Read the report here.

Abstract

Variational quantum algorithms (VQAs), which use classical algorithms to optimize parameterized quantum circuits, are seen as the best hope to achieve quantum advantage due to their wide range of applications and compatibility with near- term quantum computers. However, finding efficient classical optimization strategies for VQAs can be challenging. For example, the quantum approximate optimization algorithm (QAOA) has loss landscapes that are generally non-convex, and typical gradient descent optimization may get stuck at bad local optima and saddle points. In this work, we investigate the use of stochasticity to escape saddle points. We provide evidence that additional stochasticity can escape saddle points, but may also lead to worse solutions

Instructions for reproducing results

  1. Navigate to main/.
  2. Edit vqa.py, which contains classes for VQAs using Pennylane. The VQAs used in the report are already written, but you may change the optimizer, ansatz, and Hamiltonian however you choose. In the other files, call the correct VQA i.e. vqa = MVC(...).
  3. Run search.py to search for initial starting points that lead to suboptimal solutions.
  4. Run main.py index, where index is an integer representing which initial point in bad-points.pkl to start from, to run the optimization over various noise levels (perturbation radii).
  5. Run plot-sol.py to plot the probability distribution of the optimized ansatz.
  6. Run plot.py index to plot loss vs. iterations, where index is an integer representing which initial point in bad-points.pkl to start from.
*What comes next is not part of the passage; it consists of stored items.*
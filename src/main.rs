use std::path::PathBuf;
use std::process::ExitCode;

use clap::{ArgAction, Parser};
use log::{info, warn, LevelFilter};
use simplelog::{ColorChoice, Config, TermLogger, TerminalMode};
use snake_engine::config::parse_speed;
use snake_engine::{ConfigError, Direction, Engine, EngineConfig, RngSource, Snapshot};
use thiserror::Error;

/// Runs the snake engine headlessly from a scripted list of turns.
#[derive(Debug, Parser)]
#[command(name = "snake-sim", version)]
struct Cli {
    /// JSON file with `cols`, `rows`, `wrap` and `speed`; flags override it.
    #[arg(long)]
    config: Option<PathBuf>,

    /// Board width in cells.
    #[arg(long)]
    cols: Option<u16>,

    /// Board height in cells.
    #[arg(long)]
    rows: Option<u16>,

    /// Wrap around the board edges instead of ending on a wall hit.
    #[arg(long)]
    wrap: bool,

    /// Steps-per-second hint; non-numeric values fall back to 8.
    #[arg(long)]
    speed: Option<String>,

    /// Seed for food placement. Omit for OS randomness.
    #[arg(long)]
    seed: Option<u64>,

    /// Maximum number of steps to run.
    #[arg(long, default_value_t = 100)]
    steps: u64,

    /// Turn script, one entry per step: U/D/L/R or ^ v < >, `.` to go straight.
    #[arg(long, default_value = "")]
    moves: String,

    /// Print every snapshot as a JSON line.
    #[arg(long)]
    json: bool,

    /// Increase log verbosity (-v debug, -vv trace).
    #[arg(short, long, action = ArgAction::Count)]
    verbose: u8,
}

#[derive(Debug, Error)]
enum SimError {
    #[error(transparent)]
    Config(#[from] ConfigError),

    #[error("unknown move {symbol:?} at position {index} in move script")]
    BadMove { symbol: char, index: usize },

    #[error("failed to encode snapshot: {0}")]
    Encode(#[from] serde_json::Error),
}

fn main() -> ExitCode {
    let cli = Cli::parse();
    init_logging(cli.verbose);

    match run(&cli) {
        Ok(()) => ExitCode::SUCCESS,
        Err(err) => {
            eprintln!("snake-sim: {err}");
            ExitCode::FAILURE
        }
    }
}

fn init_logging(verbose: u8) {
    let level = match verbose {
        0 => LevelFilter::Warn,
        1 => LevelFilter::Debug,
        _ => LevelFilter::Trace,
    };

    if let Err(err) = TermLogger::init(
        level,
        Config::default(),
        TerminalMode::Stderr,
        ColorChoice::Auto,
    ) {
        eprintln!("snake-sim: logging disabled: {err}");
    }
}

fn run(cli: &Cli) -> Result<(), SimError> {
    let config = resolve_config(cli)?;
    let moves = parse_moves(&cli.moves)?;

    let mut engine = match cli.seed {
        Some(seed) => Engine::with_rng(config, RngSource::seeded(seed)),
        None => Engine::new(config),
    };
    info!("{}", describe_run(&engine));

    let mut last = engine.snapshot();
    if cli.json {
        println!("{}", serde_json::to_string(&last)?);
    }

    for step in 0..cli.steps {
        let index = usize::try_from(step).unwrap_or(usize::MAX);
        if let Some(Some(direction)) = moves.get(index) {
            engine.set_direction_to(*direction);
        }

        last = engine.tick();
        if cli.json {
            println!("{}", serde_json::to_string(&last)?);
        }

        if last.over {
            break;
        }
    }

    if !cli.json {
        print_summary(&engine, &last);
    }

    Ok(())
}

fn describe_run(engine: &Engine) -> String {
    let bounds = engine.bounds();
    format!(
        "starting {}x{} run (wrap: {}, step interval {:?})",
        bounds.width,
        bounds.height,
        engine.wrap(),
        engine.step_interval()
    )
}

fn resolve_config(cli: &Cli) -> Result<EngineConfig, SimError> {
    let mut config = match &cli.config {
        Some(path) => EngineConfig::from_json_path(path)?,
        None => EngineConfig::default(),
    };

    if let Some(cols) = cli.cols {
        config.cols = cols;
    }
    if let Some(rows) = cli.rows {
        config.rows = rows;
    }
    if cli.wrap {
        config.wrap = true;
    }
    if let Some(speed) = &cli.speed {
        config.speed = parse_speed(speed);
    }
    if config.cols == 0 || config.rows == 0 {
        warn!("zero board dimension raised to one cell");
    }

    Ok(config)
}

fn parse_moves(script: &str) -> Result<Vec<Option<Direction>>, SimError> {
    script
        .chars()
        .filter(|symbol| !symbol.is_whitespace())
        .enumerate()
        .map(|(index, symbol)| match symbol {
            '.' => Ok(None),
            other => Direction::from_key(other)
                .map(Some)
                .ok_or(SimError::BadMove { symbol, index }),
        })
        .collect()
}

fn print_summary(engine: &Engine, snapshot: &Snapshot) {
    let outcome = match engine.collision() {
        Some(collision) => format!("game over ({collision:?})"),
        None if snapshot.board_full() => "board full".to_owned(),
        None => "running".to_owned(),
    };

    println!("status:    {outcome}");
    println!("steps:     {}", engine.steps());
    println!("score:     {}", snapshot.score);
    println!("length:    {}", snapshot.len());
    println!("direction: {:?}", snapshot.direction);
    match snapshot.head() {
        Some(head) => println!("head:      ({}, {})", head.x, head.y),
        None => println!("head:      -"),
    }
    match snapshot.food {
        Some(food) => println!("food:      ({}, {})", food.x, food.y),
        None => println!("food:      -"),
    }
}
Descriptions of folders 1-7

Folders 1-4 work with the VQA in section 4.1 in the report, while folders 5-7 work with the VQA in section 4.2.

  • 1/ finds initial points that lead to suboptimal solutions and stores them in bad_points.pkl.
  • 2/ is the same as 3/. You can ignore this folder.
  • 3/ optimizes the VQA for various noise levels (perturbation radii). Initial point is chosen so that no noise leads to a suboptimal solution. Analytically solves the circuit.
  • 4/ is the same as 3/, except it uses a circuit with 1024 shots rather than an analytic solution of the circuit.
  • 5/ finds initial points that lead to suboptimal solutions and stores them in bad_points.pkl. Conducts a grid search of the entire parameters space.
  • 6/ optimizes the VQA for various noise levels (perturbation radii). Initial point is chosen so that no noise leads to a global minimum. Analytically solves the circuit.
  • 7/ optimizes the VQA for various noise levels (perturbation radii). Initial points are chosen so that no noise leads to a saddle point. Analytically solves the circuit.